De retour chez elle, elle garda le secret sur le malaise de sa belle mère, elle se dit en elle même que c’était qu’une petite grippe ou tout simplement un surplus de fatigue qui passerait  et serait bientôt qu’un mauvais souvenir.Tôt le lendemain elle se remettait en route avec la tête pleine de souvenir érotique vécue la journée précédente. Son amant la retrouva sur le sentier près de la chaumière et l’attendit un peu  à l’ écart.

Quelle que minutes plus tard il voyait Chaperon ressortir en larme et courant vers lui.

En quelques  mots il comprit qu’un malheur venait d’arriver. Hé oui la belle mère avait passé l’arme a gauche, ce qui mettait leurs rencontres clandestines en périls. Et l’envie de mettre fin a tout c’est bon moments étaient impossible, sous aucune considération.

Ils se mirent à échafauder toute sorte de plans  toute plus loufoques les unes des autres, et en virent a la décision de garder le secrets, pour un temps du moins.

Mais il dû en venir a l’évidence, on ne laisse pas un cadavre dans un lit !!!!
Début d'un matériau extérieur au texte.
//! Louvain modularity optimisation
//!
//! Alternates local moving (each node joins the neighbouring community with
//! the best modularity gain) with aggregation (communities become nodes)
//! until a level moves nothing. Nodes and neighbour communities are visited
//! in index order and a move needs a strictly better gain, so the result is
//! fully deterministic.

use super::{CommunityDetection, Projection};
use citeforge_common::models::ClusteringStrategy;
use std::collections::BTreeMap;

/// Gains closer than this count as equal
const GAIN_EPSILON: f64 = 1e-12;

/// Symmetric weighted adjacency. Self-loops hold twice the internal weight,
/// so every row sums to the node degree.
type Adjacency = Vec<BTreeMap<usize, f64>>;

/// Louvain configuration
#[derive(Debug, Clone)]
pub struct Louvain {
    pub resolution: f64,
    /// Local moving passes per level
    pub max_passes: usize,
    pub max_levels: usize,
}

impl Default for Louvain {
    fn default() -> Self {
        Self {
            resolution: 1.0,
            max_passes: 100,
            max_levels: 32,
        }
    }
}

impl CommunityDetection for Louvain {
    fn strategy(&self) -> ClusteringStrategy {
        ClusteringStrategy::Modularity
    }

    fn partition(&self, projection: &Projection) -> Vec<Vec<usize>> {
        let n = projection.nodes;
        let mut adjacency: Adjacency = vec![BTreeMap::new(); n];
        for &(a, b) in &projection.edges {
            *adjacency[a].entry(b).or_insert(0.0) += 1.0;
            *adjacency[b].entry(a).or_insert(0.0) += 1.0;
        }

        // original node -> node of the current level
        let mut membership: Vec<usize> = (0..n).collect();

        if !projection.edges.is_empty() {
            for _ in 0..self.max_levels {
                let (community, moved) = self.local_moving(&adjacency);
                if !moved {
                    break;
                }

                let (renumbered, count) = renumber(&community);
                for level_node in membership.iter_mut() {
                    *level_node = renumbered[*level_node];
                }
                adjacency = aggregate(&adjacency, &renumbered, count);
            }
        }

        // Group in order of first appearance
        let mut slots: BTreeMap<usize, usize> = BTreeMap::new();
        let mut groups: Vec<Vec<usize>> = Vec::new();
        for (node, &community) in membership.iter().enumerate() {
            let slot = *slots.entry(community).or_insert_with(|| {
                groups.push(Vec::new());
                groups.len() - 1
            });
            groups[slot].push(node);
        }

        groups
    }
}

impl Louvain {
    /// One level of local moving. Returns the community of every node and
    /// whether any node changed community.
    fn local_moving(&self, adjacency: &Adjacency) -> (Vec<usize>, bool) {
        let n = adjacency.len();
        let degrees: Vec<f64> = adjacency.iter().map(|row| row.values().sum()).collect();
        let total: f64 = degrees.iter().sum();

        let mut community: Vec<usize> = (0..n).collect();
        let mut totals = degrees.clone();
        let mut moved_any = false;

        if total <= 0.0 {
            return (community, false);
        }

        for _ in 0..self.max_passes {
            let mut moved = false;

            for node in 0..n {
                let current = community[node];
                let degree = degrees[node];

                let mut links: BTreeMap<usize, f64> = BTreeMap::new();
                for (&neighbour, &weight) in &adjacency[node] {
                    if neighbour != node {
                        *links.entry(community[neighbour]).or_insert(0.0) += weight;
                    }
                }

                totals[current] -= degree;

                let gain = |target: usize, weight: f64| {
                    weight - self.resolution * totals[target] * degree / total
                };

                let mut best = current;
                let mut best_gain = gain(current, links.get(&current).copied().unwrap_or(0.0));
                for (&candidate, &weight) in &links {
                    let candidate_gain = gain(candidate, weight);
                    if candidate_gain > best_gain + GAIN_EPSILON {
                        best = candidate;
                        best_gain = candidate_gain;
                    }
                }

                totals[best] += degree;
                if best != current {
                    community[node] = best;
                    moved = true;
                }
            }

            if !moved {
                break;
            }
            moved_any = true;
        }

        (community, moved_any)
    }
}

/// Dense community labels in order of first appearance
fn renumber(community: &[usize]) -> (Vec<usize>, usize) {
    let mut labels: BTreeMap<usize, usize> = BTreeMap::new();
    let renumbered = community
        .iter()
        .map(|&c| {
            let next = labels.len();
            *labels.entry(c).or_insert(next)
        })
        .collect();
    (renumbered, labels.len())
}

/// Collapse every community into a single node
fn aggregate(adjacency: &Adjacency, community: &[usize], count: usize) -> Adjacency {
    let mut collapsed: Adjacency = vec![BTreeMap::new(); count];
    for (node, row) in adjacency.iter().enumerate() {
        for (&neighbour, &weight) in row {
            *collapsed[community[node]]
                .entry(community[neighbour])
                .or_insert(0.0) += weight;
        }
    }
    collapsed
}

#[cfg(test)]
mod tests {
    use super::*;

    fn triangles() -> Projection {
        Projection {
            nodes: 6,
            edges: vec![(0, 1), (0, 2), (1, 2), (2, 3), (3, 4), (3, 5), (4, 5)],
        }
    }

    #[test]
    fn test_two_triangles() {
        let groups = Louvain::default().partition(&triangles());
        assert_eq!(groups, vec![vec![0, 1, 2], vec![3, 4, 5]]);
    }

    #[test]
    fn test_deterministic() {
        let louvain = Louvain::default();
        assert_eq!(louvain.partition(&triangles()), louvain.partition(&triangles()));
    }

    #[test]
    fn test_no_edges_gives_singletons() {
        let projection = Projection {
            nodes: 3,
            edges: Vec::new(),
        };
        let groups = Louvain::default().partition(&projection);
        assert_eq!(groups, vec![vec![0], vec![1], vec![2]]);
    }

    #[test]
    fn test_isolated_node_stays_alone() {
        let projection = Projection {
            nodes: 3,
            edges: vec![(0, 2)],
        };
        let groups = Louvain::default().partition(&projection);
        assert_eq!(groups, vec![vec![0, 2], vec![1]]);
    }

    #[test]
    fn test_aggregation_preserves_degrees() {
        let mut adjacency: Adjacency = vec![BTreeMap::new(); 3];
        for &(a, b) in &[(0, 1), (1, 2)] {
            adjacency[a].insert(b, 1.0);
            adjacency[b].insert(a, 1.0);
        }

        let collapsed = aggregate(&adjacency, &[0, 0, 1], 2);
        assert_eq!(collapsed[0].get(&0), Some(&2.0));
        assert_eq!(collapsed[0].get(&1), Some(&1.0));
        let degree: f64 = collapsed[0].values().sum();
        assert_eq!(degree, 3.0);
    }
}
Ils décidèrent d’enterrer la vieille dans le sous bois, d’en piper mot a personne et de continuer à profiter de leur petite escapade temps et aussi longtemps que la chance leur permettraient.

Les après midi  coquines qui suivirent  furent tout simplement canailles, croustillantes, espiègles, drôle, libertines à souhait. Ils  en oubliaient le secret. Leurs vies étaient protégées comme dans une bulle. Ils passaient le plus clair de leur temps nu a caresser, gouter, se rouler dans le  foin, s’exciter. Le clito de Chaperon n’avait plus aucun secret pour l’amant, il avait appris a le stimuler en un temps record, le dard de l’amant répondait au moindre caresses prodigué par la main, la bouche, la langue de Chaperon. Leurs deux corps étaient tout simplement comme un festin qui réveillait les papilles, les excitaient pour finir en une jouissance puissante et amoureuse.

Mais toute bonne chose a une fin et celle-ci n’y échappe pas.

Deux semaines s’étaient écoulé depuis la mort de la belle mère, quand le fils de celle-ci, donc le mari de celle-là, se décida a rendre visite a sa mère un soir en terminant sa journée de travaille.

Ne trouvant pas sa mère a la chaumière il parcouru les alentours  a sa recherche et fini par trouver des petits morceaux de mère ici et là. Horreur et damnation, qu’est-il arrivé à sa mère chérie ?

 Fou de peine, tristesse et rage toute à la fois il se précipita chez lui pour questionner sa femme.

Celle-ci resta sans voix à cette annonce, elle n’avait jamais imaginé un scénario de ce genre, au contraire, elle avait pensé plutôt a la disparition mystérieuse  de la vieille, une disparition qui n’aurait jamais été résolut. La sénilité de la vieille n’aurait en aucun cas été mise en doute.

Les paysans des alentours  furent rencontrés un a un pour trouver réponse  a ce mystère.

Toutes les réponses tournaient autour du fait que beaucoup de loups avaient été aperçu dans les parages dernièrement. Une pauvre vieille sénile n’avait aucune chance contre un loup affamé. Certain personne eurent même le culot de reprocher au bucheron le manque de charité envers sa mère. Avait-on conscience de laisser une pauvre vieille sans défense vivre seule dans cette partie de  foret ? De plus, on fini même par lui reprocher d’obliger sa femme à affronter tout ces dangers jours après jours.

On lui fit tant de reproche qu’il en vient à prendre tout le blâme sur ses épaules et un matin pour réussir à réparer sa faute, il prit son fusil et se mis a la recherche de loups. Il n’aurait de cesse que le jour ou il aurait abattu tout ces sacs a puce.

Avec le temps la vie repris son rythme, les amants recommençaient a se voir en cachette, mais cette fois sous le toit du bucheron. Les après midis étaient  chaudes, sensuelles, Chaperon était enfin heureuse.